Segment Start: Exercise data
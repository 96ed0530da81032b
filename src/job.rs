//! The job record and the pure transformations over it (§4.4 of the design doc).
//!
//! Side effects (filesystem, session runner, notifier) live in `engine` and
//! `scheduler`; everything here is a value-in, value-out transform so the
//! transition logic can be exercised without a live tmux/nvml/sqlite stack.

use compact_str::CompactString;
use serde::{Deserialize, Serialize};
use std::collections::{HashMap, HashSet};
use std::fmt;
use std::path::PathBuf;
use strum::{Display, EnumString};

use crate::error::{NexusError, Result};
use crate::util::now_secs;

#[derive(
    Debug, Deserialize, Serialize, PartialEq, Eq, Clone, Copy, Display, EnumString, Hash,
)]
#[serde(rename_all = "snake_case")]
#[strum(serialize_all = "snake_case")]
pub enum JobStatus {
    Queued,
    Running,
    Completed,
    Failed,
    Killed,
}

impl JobStatus {
    pub fn is_terminal(self) -> bool {
        matches!(
            self,
            JobStatus::Completed | JobStatus::Failed | JobStatus::Killed
        )
    }

    /// Invariant 6: monotone transitions, no back-edges.
    pub fn can_transition_to(self, next: JobStatus) -> bool {
        use JobStatus::*;
        matches!(
            (self, next),
            (Queued, Running)
                | (Queued, Failed)
                | (Running, Completed)
                | (Running, Failed)
                | (Running, Killed)
        )
    }
}

#[derive(Debug, Deserialize, Serialize, PartialEq, Eq, Clone, Copy, Display, EnumString, Hash)]
#[serde(rename_all = "snake_case")]
#[strum(serialize_all = "snake_case")]
pub enum NotificationChannel {
    Discord,
    Phone,
}

#[derive(Debug)]
pub enum JobError {
    InvalidTransition { from: JobStatus, to: JobStatus },
}

impl fmt::Display for JobError {
    fn fmt(&self, f: &mut fmt::Formatter<'_>) -> fmt::Result {
        match self {
            JobError::InvalidTransition { from, to } => {
                write!(f, "invalid transition from {from} to {to}")
            }
        }
    }
}

impl std::error::Error for JobError {}

/// Immutable job record. Transitions produce new records via `.transitioned(...)`-style
/// helpers below rather than mutating a live instance in place.
#[derive(Debug, Deserialize, Serialize, Clone, PartialEq)]
#[serde(default)]
pub struct Job {
    pub id: String,
    pub command: CompactString,
    pub user: CompactString,
    pub node_name: CompactString,
    pub priority: i64,
    pub num_gpus: u32,
    pub gpu_idxs: Vec<u32>,
    pub requested_gpu_idxs: Option<Vec<u32>>,
    pub git_repo_url: CompactString,
    pub git_branch: CompactString,
    pub git_tag: CompactString,
    pub artifact_id: String,
    pub env: HashMap<String, String>,
    pub jobrc: Option<String>,
    pub notifications: HashSet<NotificationChannel>,
    pub search_wandb: bool,
    pub ignore_blacklist: bool,
    pub status: JobStatus,
    pub created_at: f64,
    pub started_at: Option<f64>,
    pub completed_at: Option<f64>,
    pub pid: Option<u32>,
    pub dir: Option<PathBuf>,
    pub screen_session_name: Option<String>,
    pub exit_code: Option<i32>,
    pub error_message: Option<String>,
    pub wandb_url: Option<String>,
    pub marked_for_kill: bool,
    pub notification_messages: HashMap<String, String>,
    pub output_file: Option<String>,
}
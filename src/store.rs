//! The persistent job and artifact store (§4.1).
//!
//! A single sqlite file holds three tables — `jobs`, `gpu_blacklist`,
//! `artifacts` — plus an append-only `job_events` audit trail. Schema
//! evolution is additive only: at open time we inspect `PRAGMA table_info`
//! against a canonical column list and `ALTER TABLE ... ADD COLUMN` whatever
//! is missing, so upgrading never requires a destructive migration.

use r2d2::Pool;
use r2d2_sqlite::SqliteConnectionManager;
use rusqlite::{params, Connection, OptionalExtension, Row};
use std::collections::HashMap;
use std::path::{Path, PathBuf};
use std::sync::Arc;

use crate::error::{NexusError, Result};
use crate::job::{Job, JobStatus, NotificationChannel};
use crate::util::now_secs;

/// (column name, DDL type + default) — the canonical shape of the `jobs` table.
/// `open()` adds any column here that an existing database file is missing.
const JOB_COLUMNS: &[(&str, &str)] = &[
    ("id", "TEXT PRIMARY KEY"),
    ("command", "TEXT NOT NULL DEFAULT ''"),
    ("user", "TEXT NOT NULL DEFAULT ''"),
    ("node_name", "TEXT NOT NULL DEFAULT ''"),
    ("priority", "INTEGER NOT NULL DEFAULT 0"),
    ("num_gpus", "INTEGER NOT NULL DEFAULT 1"),
    ("gpu_idxs", "TEXT NOT NULL DEFAULT ''"),
    ("requested_gpu_idxs", "TEXT"),
    ("git_repo_url", "TEXT NOT NULL DEFAULT ''"),
    ("git_branch", "TEXT NOT NULL DEFAULT ''"),
    ("git_tag", "TEXT NOT NULL DEFAULT ''"),
    ("artifact_id", "TEXT NOT NULL DEFAULT ''"),
    ("env", "TEXT NOT NULL DEFAULT ''"),
    ("jobrc", "TEXT"),
    ("notifications", "TEXT NOT NULL DEFAULT ''"),
    ("search_wandb", "INTEGER NOT NULL DEFAULT 0"),
    ("ignore_blacklist", "INTEGER NOT NULL DEFAULT 0"),
    ("status", "TEXT NOT NULL DEFAULT 'queued'"),
    ("created_at", "REAL NOT NULL DEFAULT 0"),
    ("started_at", "REAL"),
    ("completed_at", "REAL"),
    ("pid", "INTEGER"),
    ("dir", "TEXT"),
    ("screen_session_name", "TEXT"),
    ("exit_code", "INTEGER"),
    ("error_message", "TEXT"),
    ("wandb_url", "TEXT"),
    ("marked_for_kill", "INTEGER NOT NULL DEFAULT 0"),
    ("notification_messages", "TEXT NOT NULL DEFAULT ''"),
    ("output_file", "TEXT"),
];

const CREATE_TABLES_SQL: &str = r#"
CREATE TABLE IF NOT EXISTS jobs (
    id TEXT PRIMARY KEY
);

CREATE TABLE IF NOT EXISTS gpu_blacklist (
    gpu_index INTEGER PRIMARY KEY,
    blacklisted_at REAL NOT NULL
);

CREATE TABLE IF NOT EXISTS artifacts (
    id TEXT PRIMARY KEY,
    data BLOB NOT NULL,
    size INTEGER NOT NULL,
    created_at REAL NOT NULL
);

CREATE TABLE IF NOT EXISTS job_events (
    id INTEGER PRIMARY KEY AUTOINCREMENT,
    job_id TEXT NOT NULL,
    at REAL NOT NULL,
    event_type TEXT NOT NULL,
    detail TEXT
);

CREATE INDEX IF NOT EXISTS idx_jobs_status ON jobs(status);
CREATE INDEX IF NOT EXISTS idx_job_events_job_id ON job_events(job_id, at);
"#;

#[derive(Debug, Clone, Default)]
pub struct JobFilter {
    pub status: Option<JobStatus>,
    pub gpu_index: Option<u32>,
    pub command_regex: Option<String>,
    pub limit: Option<i64>,
    pub offset: Option<i64>,
}

#[derive(Clone)]
pub struct Store {
    pool: Arc<Pool<SqliteConnectionManager>>,
}

fn join_list(items: &[u32]) -> String {
    items.iter().map(u32::to_string).collect::<Vec<_>>().join(",")
}

fn parse_list(s: &str) -> Vec<u32> {
    if s.is_empty() {
        return Vec::new();
    }
    s.split(',').filter_map(|p| p.parse().ok()).collect()
}

fn serialize_map(map: &HashMap<String, String>) -> String {
    serde_json::to_string(map).unwrap_or_default()
}

fn deserialize_map(s: &str) -> HashMap<String, String> {
    if s.is_empty() {
        return HashMap::new();
    }
    serde_json::from_str(s).unwrap_or_default()
}

fn serialize_notifications(set: &std::collections::HashSet<NotificationChannel>) -> String {
    set.iter().map(|c| c.to_string()).collect::<Vec<_>>().join(",")
}

fn deserialize_notifications(s: &str) -> std::collections::HashSet<NotificationChannel> {
    use std::str::FromStr;
    s.split(',')
        .filter(|p| !p.is_empty())
        .filter_map(|p| NotificationChannel::from_str(p).ok())
        .collect()
}

fn row_to_job(row: &Row) -> rusqlite::Result<Job> {
    use std::str::FromStr;
    let status_str: String = row.get("status")?;
    Ok(Job {
        id: row.get("id")?,
        command: row.get::<_, String>("command")?.into(),
        user: row.get::<_, String>("user")?.into(),
        node_name: row.get::<_, String>("node_name")?.into(),
        priority: row.get("priority")?,
        num_gpus: row.get::<_, i64>("num_gpus")? as u32,
        gpu_idxs: parse_list(&row.get::<_, String>("gpu_idxs")?),
        requested_gpu_idxs: row
            .get::<_, Option<String>>("requested_gpu_idxs")?
            .map(|s| parse_list(&s)),
        git_repo_url: row.get::<_, String>("git_repo_url")?.into(),
        git_branch: row.get::<_, String>("git_branch")?.into(),
        git_tag: row.get::<_, String>("git_tag")?.into(),
        artifact_id: row.get("artifact_id")?,
        env: deserialize_map(&row.get::<_, String>("env")?),
        jobrc: row.get("jobrc")?,
        notifications: deserialize_notifications(&row.get::<_, String>("notifications")?),
        search_wandb: row.get::<_, i64>("search_wandb")? != 0,
        ignore_blacklist: row.get::<_, i64>("ignore_blacklist")? != 0,
        status: JobStatus::from_str(&status_str).unwrap_or(JobStatus::Queued),
        created_at: row.get("created_at")?,
        started_at: row.get("started_at")?,
        completed_at: row.get("completed_at")?,
        pid: row.get::<_, Option<i64>>("pid")?.map(|v| v as u32),
        dir: row.get::<_, Option<String>>("dir")?.map(PathBuf::from),
        screen_session_name: row.get("screen_session_name")?,
        exit_code: row.get::<_, Option<i64>>("exit_code")?.map(|v| v as i32),
        error_message: row.get("error_message")?,
        wandb_url: row.get("wandb_url")?,
        marked_for_kill: row.get::<_, i64>("marked_for_kill")? != 0,
        notification_messages: deserialize_map(&row.get::<_, String>("notification_messages")?),
        output_file: row.get("output_file")?,
    })
}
Segment End: Exercise data
* What the task asks
Scan the entries above for the line containing "event_type TEXT NOT", and copy it and all lines after it exactly, down to and including the line containing "fn join_list(items: &[u32])".

* Reply to the task
    event_type TEXT NOT NULL,
    detail TEXT
);

CREATE INDEX IF NOT EXISTS idx_jobs_status ON jobs(status);
CREATE INDEX IF NOT EXISTS idx_job_events_job_id ON job_events(job_id, at);
"#;

#[derive(Debug, Clone, Default)]
pub struct JobFilter {
    pub status: Option<JobStatus>,
    pub gpu_index: Option<u32>,
    pub command_regex: Option<String>,
    pub limit: Option<i64>,
    pub offset: Option<i64>,
}

#[derive(Clone)]
pub struct Store {
    pool: Arc<Pool<SqliteConnectionManager>>,
}

fn join_list(items: &[u32]) -> String {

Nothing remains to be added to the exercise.